DESCRIPTION OF THE TASK
Your answer must be every line of the data that contains "presented".

___ DATA ___

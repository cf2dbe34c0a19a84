//! Gesture-to-progress bridge: turns a continuous pan into percent-driven
//! dismissal progress, with the commit-or-cancel decision at release.

use std::rc::Rc;

use crate::config::Direction;
use crate::coordinator::InteractionRelay;
use crate::geometry::{Point, Size};
use crate::transition::InteractiveTransition;

/// Recognizer-level lifecycle of a pan.
#[derive(Debug, Clone, Copy, PartialEq, Eq)]
pub enum PanPhase {
    Began,
    Changed,
    Ended,
    Cancelled,
}

/// One pan recognizer callback from the host toolkit.
#[derive(Debug, Clone, Copy)]
pub struct PanGesture {
    pub phase: PanPhase,
    /// Total translation since the pan began, in the tracked view's
    /// coordinates.
    pub translation: Point,
    /// Current velocity in points per second.
    pub velocity: Point,
}

/// Bridge state for the lifetime of one drag.
#[derive(Debug, Clone, Copy, PartialEq)]
pub enum GestureState {
    Idle,
    Tracking {
        percent: f32,
        /// Axis velocity component when tracking started.
        start_velocity: f32,
    },
    Finishing,
    Cancelling,
}

/// Converts pan gestures on the presented screen into an interactive
/// dismissal.
///
/// On `Began` it creates a fresh [`InteractiveTransition`], announces it
/// through the [`InteractionRelay`] (so the coordinator can hand it to the
/// toolkit's dismissal hook) and invokes the host's dismissal request. From
/// then on translation is converted to percent per direction and forwarded.
/// The handle is dropped the moment the gesture concludes, so a stale
/// transition can never be reused by a later dismissal.
pub struct DismissalPanBridge {
    direction: Direction,
    relay: InteractionRelay,
    request_dismissal: Rc<dyn Fn()>,
    transition: Option<InteractiveTransition>,
    state: GestureState,
}

impl DismissalPanBridge {
    pub fn new(direction: Direction, relay: InteractionRelay, request_dismissal: Rc<dyn Fn()>) -> Self {
        Self {
            direction,
            relay,
            request_dismissal,
            transition: None,
            state: GestureState::Idle,
        }
    }

    pub fn state(&self) -> GestureState {
        self.state
    }

    /// Drag progress toward dismissal, computed against the tracked view's
    /// size. Positive when moving toward the exit edge.
    fn percent(&self, translation: Point, tracked: Size) -> f32 {
        match self.direction {
            Direction::Left => -translation.x / tracked.width,
            Direction::Right => translation.x / tracked.width,
            Direction::Top => -translation.y / tracked.height,
            Direction::Bottom => translation.y / tracked.height,
        }
    }

    fn axis_velocity(&self, velocity: Point) -> f32 {
        if self.direction.is_horizontal() {
            velocity.x
        } else {
            velocity.y
        }
    }

    /// Feed one gesture callback. `tracked` is the current size of the
    /// presented screen the pan is attached to.
    pub fn handle(&mut self, gesture: &PanGesture, tracked: Size) {
        match gesture.phase {
            PanPhase::Began => {
                let transition = InteractiveTransition::new();
                self.relay.transition_started(transition.clone());
                self.transition = Some(transition);
                self.state = GestureState::Tracking {
                    percent: 0.0,
                    start_velocity: self.axis_velocity(gesture.velocity),
                };
                // The toolkit will come back through the coordinator for the
                // interactive transitioner we just registered.
                (self.request_dismissal)();
            }
            PanPhase::Changed => {
                let Some(transition) = &self.transition else {
                    return;
                };
                let percent = self.percent(gesture.translation, tracked);
                transition.update(percent);
                if let GestureState::Tracking { percent: p, .. } = &mut self.state {
                    *p = percent;
                }
            }
            PanPhase::Ended => {
                let Some(transition) = self.transition.take() else {
                    return;
                };
                let percent = self.percent(gesture.translation, tracked);
                if should_commit(self.direction, percent, gesture.velocity) {
                    log::debug!("pan dismissal committed at {:.2}", percent);
                    transition.finish();
                    self.state = GestureState::Finishing;
                } else {
                    log::debug!("pan dismissal cancelled at {:.2}", percent);
                    transition.cancel();
                    self.state = GestureState::Cancelling;
                }
                self.relay.transition_ended();
            }
            PanPhase::Cancelled => {
                let Some(transition) = self.transition.take() else {
                    return;
                };
                transition.cancel();
                self.state = GestureState::Cancelling;
                self.relay.transition_ended();
            }
        }
    }
}

/// Commit law: commit when past the halfway point on a plain release, or
/// whenever the release velocity points toward the exit edge (negative for
/// left/top, positive for right/bottom) regardless of distance.
pub fn should_commit(direction: Direction, percent: f32, velocity: Point) -> bool {
    let axis = if direction.is_horizontal() {
        velocity.x
    } else {
        velocity.y
    };
    let forward = match direction {
        Direction::Left | Direction::Top => axis < 0.0,
        Direction::Right | Direction::Bottom => axis > 0.0,
    };
    (percent > 0.5 && axis == 0.0) || forward
}

#[cfg(test)]
mod tests {
    use super::*;
    use crate::transition::InteractivePhase;

    fn bridge(direction: Direction) -> (DismissalPanBridge, InteractionRelay, Rc<std::cell::Cell<u32>>) {
        let relay = InteractionRelay::default();
        let dismissals = Rc::new(std::cell::Cell::new(0));
        let counter = dismissals.clone();
        let bridge = DismissalPanBridge::new(
            direction,
            relay.clone(),
            Rc::new(move || counter.set(counter.get() + 1)),
        );
        (bridge, relay, dismissals)
    }

    fn pan(phase: PanPhase, translation: Point, velocity: Point) -> PanGesture {
        PanGesture {
            phase,
            translation,
            velocity,
        }
    }

    const TRACKED: Size = Size::new(400.0, 560.0);

    #[test]
    fn test_began_registers_and_requests_dismissal() {
        let (mut bridge, relay, dismissals) = bridge(Direction::Bottom);
        bridge.handle(&pan(PanPhase::Began, Point::zero(), Point::zero()), TRACKED);
        assert!(relay.current().is_some());
        assert_eq!(dismissals.get(), 1);
        assert!(matches!(bridge.state(), GestureState::Tracking { .. }));
    }

    #[test]
    fn test_changed_forwards_percent_per_direction() {
        let (mut bridge, relay, _) = bridge(Direction::Bottom);
        bridge.handle(&pan(PanPhase::Began, Point::zero(), Point::zero()), TRACKED);
        bridge.handle(
            &pan(PanPhase::Changed, Point::new(0.0, 280.0), Point::zero()),
            TRACKED,
        );
        let transition = relay.current().unwrap();
        assert!((transition.fraction() - 0.5).abs() < 1e-6);
    }

    #[test]
    fn test_left_direction_negates_translation() {
        let (mut bridge, relay, _) = bridge(Direction::Left);
        bridge.handle(&pan(PanPhase::Began, Point::zero(), Point::zero()), TRACKED);
        bridge.handle(
            &pan(PanPhase::Changed, Point::new(-100.0, 0.0), Point::zero()),
            TRACKED,
        );
        let transition = relay.current().unwrap();
        assert!((transition.fraction() - 0.25).abs() < 1e-6);
    }

    #[test]
    fn test_commit_law_distance() {
        // Past halfway with a dead stop: commit.
        assert!(should_commit(Direction::Bottom, 0.6, Point::zero()));
        // Short of halfway with a dead stop: cancel.
        assert!(!should_commit(Direction::Bottom, 0.3, Point::zero()));
    }

    #[test]
    fn test_commit_law_velocity_override() {
        // Barely moved but flung toward the right edge: commit.
        assert!(should_commit(Direction::Right, 0.2, Point::new(120.0, 0.0)));
        // Flung back toward presented: cancel even past halfway.
        assert!(!should_commit(Direction::Right, 0.8, Point::new(-120.0, 0.0)));
        assert!(should_commit(Direction::Top, 0.1, Point::new(0.0, -50.0)));
        assert!(!should_commit(Direction::Left, 0.7, Point::new(30.0, 0.0)));
    }

    #[test]
    fn test_ended_commits_and_clears_handle() {
        let (mut bridge, relay, _) = bridge(Direction::Bottom);
        bridge.handle(&pan(PanPhase::Began, Point::zero(), Point::zero()), TRACKED);
        bridge.handle(
            &pan(PanPhase::Changed, Point::new(0.0, 340.0), Point::zero()),
            TRACKED,
        );
        let transition = relay.current().unwrap();
        bridge.handle(
            &pan(PanPhase::Ended, Point::new(0.0, 340.0), Point::zero()),
            TRACKED,
        );
        assert_eq!(transition.phase(), InteractivePhase::Finishing);
        assert_eq!(bridge.state(), GestureState::Finishing);
        // Relay slot is cleared so a later dismissal cannot reuse the handle.
        assert!(relay.current().is_none());
    }

    #[test]
    fn test_recognizer_cancel_cancels_transition() {
        let (mut bridge, relay, _) = bridge(Direction::Bottom);
        bridge.handle(&pan(PanPhase::Began, Point::zero(), Point::zero()), TRACKED);
        let transition = relay.current().unwrap();
        bridge.handle(&pan(PanPhase::Cancelled, Point::zero(), Point::zero()), TRACKED);
        assert_eq!(transition.phase(), InteractivePhase::Cancelling);
        assert!(relay.current().is_none());
    }

    #[test]
    fn test_events_without_began_are_ignored() {
        let (mut bridge, relay, dismissals) = bridge(Direction::Bottom);
        bridge.handle(
            &pan(PanPhase::Changed, Point::new(0.0, 100.0), Point::zero()),
            TRACKED,
        );
        bridge.handle(&pan(PanPhase::Ended, Point::zero(), Point::zero()), TRACKED);
        assert!(relay.current().is_none());
        assert_eq!(dismissals.get(), 0);
        assert_eq!(bridge.state(), GestureState::Idle);
    }
}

___

WRITTEN SOLUTION
/// Converts pan gestures on the presented screen into an interactive
    /// presented screen the pan is attached to.
        // Flung back toward presented: cancel even past halfway.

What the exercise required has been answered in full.